In 2009, Boyle started working on a project to get a recording studio on campus.
“I think it is important for students to have hands-on experience with the practical tools that they’re going to use in their profession,” Boyle said.
Today OCCC has two recording studios.
“They were built from scratch with no room and no budget and now we have two full-blown professional level recording studios,” Boyle said. “They are the same recording platforms that they use in all the top studios in New York and Los Angeles.”
The project was funded by a generous grant for the OCCC foundation, as well as money from the music and film budgets, and equipment on loan from institutional video services, Boyle said.
Since 1978, “the NISOD has emphasized the importance of teaching and leadership excellence in institutions of higher education,” according to the NISOD website.
The NISOD excellence award selection criteria are left for each school to decide.
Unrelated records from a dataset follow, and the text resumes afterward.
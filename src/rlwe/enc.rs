//! RLWE key generation, public-key encryption and homomorphic primitives
//!
//! Public key:  (b, a) = (-a·s + e, a)
//! Encryption:  (b·u + e1 + m, a·u + e2) with ternary u
//! Phase:       c0 + c1·s = m + e·u + e1 + e2·s

use crate::math::{GaussianSampler, NttContext, RnsPoly};

use super::types::{RlweCiphertext, RlwePublicKey, RlweSecretKey};

impl RlweSecretKey {
    /// Generate a ternary secret key over `moduli` (chain primes + special prime).
    pub fn generate(ring_dim: usize, moduli: &[u64], sampler: &mut GaussianSampler) -> Self {
        Self {
            poly: RnsPoly::ternary(ring_dim, moduli, sampler),
        }
    }
}

impl RlwePublicKey {
    /// Generate a public key over the first `ntt.len()` primes of the secret.
    pub fn generate(sk: &RlweSecretKey, ntt: &[NttContext], sampler: &mut GaussianSampler) -> Self {
        let level = ntt.len();
        let s = sk.at_level(level);
        let moduli = s.moduli();
        let dim = sk.ring_dim();

        let a = RnsPoly::random(dim, &moduli, sampler);
        let e = RnsPoly::gaussian(dim, &moduli, sampler);

        // b = -a·s + e
        let b = &(-&a.mul(&s, ntt)) + &e;

        Self { b, a }
    }
}

impl RlweCiphertext {
    /// Encrypt an already-scaled message polynomial under a public key.
    ///
    /// `message` must live on the same moduli as `pk`.
    pub fn encrypt_public(
        pk: &RlwePublicKey,
        message: &RnsPoly,
        ntt: &[NttContext],
        sampler: &mut GaussianSampler,
    ) -> Self {
        let moduli = pk.moduli();
        let dim = pk.ring_dim();

        let u = RnsPoly::ternary(dim, &moduli, sampler);
        let e1 = RnsPoly::gaussian(dim, &moduli, sampler);
        let e2 = RnsPoly::gaussian(dim, &moduli, sampler);

        let b = &(&pk.b.mul(&u, ntt) + &e1) + message;
        let a = &pk.a.mul(&u, ntt) + &e2;

        Self { b, a }
    }

    /// Decryption phase b + a·s at the ciphertext's level.
    pub fn phase(&self, sk: &RlweSecretKey, ntt: &[NttContext]) -> RnsPoly {
        let s = sk.at_level(self.level());
        &self.b + &self.a.mul(&s, ntt)
    }

    /// Homomorphic addition: (b1 + b2, a1 + a2) decrypts to m1 + m2
    pub fn add(&self, other: &RlweCiphertext) -> RlweCiphertext {
        RlweCiphertext {
            b: &self.b + &other.b,
            a: &self.a + &other.a,
        }
    }

    /// Multiply both components by a signed integer
    pub fn scalar_mul_signed(&self, scalar: i64) -> RlweCiphertext {
        RlweCiphertext {
            b: self.b.scalar_mul_signed(scalar),
            a: self.a.scalar_mul_signed(scalar),
        }
    }

    /// Divide by the last prime and drop it. `None` at the base level.
    pub fn rescale_by_last(&self) -> Option<RlweCiphertext> {
        Some(RlweCiphertext {
            b: self.b.rescale_by_last()?,
            a: self.a.rescale_by_last()?,
        })
    }
}

#[cfg(test)]
mod tests {
    use super::*;
    use crate::math::DEFAULT_SIGMA;
    use crate::params::SchemeParams;

    const N: usize = 256;

    fn setup() -> (Vec<u64>, Vec<NttContext>, GaussianSampler) {
        let params = SchemeParams::approximate();
        let key_moduli = params.key_moduli();
        let ntt = key_moduli.iter().map(|&q| NttContext::new(N, q)).collect();
        (key_moduli, ntt, GaussianSampler::with_seed(DEFAULT_SIGMA, 99))
    }

    #[test]
    fn test_public_key_encrypts_zero() {
        let (moduli, ntt, mut sampler) = setup();
        let sk = RlweSecretKey::generate(N, &moduli, &mut sampler);
        let pk = RlwePublicKey::generate(&sk, &ntt[..4], &mut sampler);

        let ct = RlweCiphertext { b: pk.b.clone(), a: pk.a.clone() };
        let phase = ct.phase(&sk, &ntt[..4]);
        // Phase of the public key is the Gaussian error itself
        for r in phase.residues() {
            assert!(r.linf_norm() <= 20);
        }
    }

    #[test]
    fn test_encrypt_phase_recovers_message_with_small_noise() {
        let (moduli, ntt, mut sampler) = setup();
        let sk = RlweSecretKey::generate(N, &moduli, &mut sampler);
        let pk = RlwePublicKey::generate(&sk, &ntt[..4], &mut sampler);

        let m = RnsPoly::constant_signed(1 << 40, N, &moduli[..4]);
        let ct = RlweCiphertext::encrypt_public(&pk, &m, &ntt[..4], &mut sampler);
        let phase = ct.phase(&sk, &ntt[..4]);

        let noise = (phase.residue(0).centered(0) - (1i64 << 40)).abs();
        assert!(noise < 1 << 16, "noise {} too large", noise);
    }

    #[test]
    fn test_add_and_rescale() {
        let (moduli, ntt, mut sampler) = setup();
        let sk = RlweSecretKey::generate(N, &moduli, &mut sampler);
        let pk = RlwePublicKey::generate(&sk, &ntt[..4], &mut sampler);

        let m1 = RnsPoly::constant_signed(3 << 40, N, &moduli[..4]);
        let m2 = RnsPoly::constant_signed(4 << 40, N, &moduli[..4]);
        let c1 = RlweCiphertext::encrypt_public(&pk, &m1, &ntt[..4], &mut sampler);
        let c2 = RlweCiphertext::encrypt_public(&pk, &m2, &ntt[..4], &mut sampler);

        let sum = c1.add(&c2);
        let rescaled = sum.rescale_by_last().unwrap();
        assert_eq!(rescaled.level(), 3);

        let phase = rescaled.phase(&sk, &ntt[..3]);
        let expected = ((7i128 << 40) / moduli[3] as i128) as i64;
        let got = phase.residue(0).centered(0);
        assert!((got - expected).abs() < 64, "got {}, expected {}", got, expected);
    }
}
“NISOD is [about] what are they doing in the classroom. Are they going above and beyond; are they illustrating the finest in what teaching and leadership can be? That is part of the standard we use in choosing a NISOD recipient,” Ruth Charnay, Department Director of Communications and the Arts said.
Charnay added, “[Boyle’s] a terrific asset to OCCC and Arts and Humanities so we wanted him to be recognized.”
Boyle and the other NISOD Excellence Award winners will be attending the NISOD national conference in Austin, Texas, in May 2012 to receive their awards.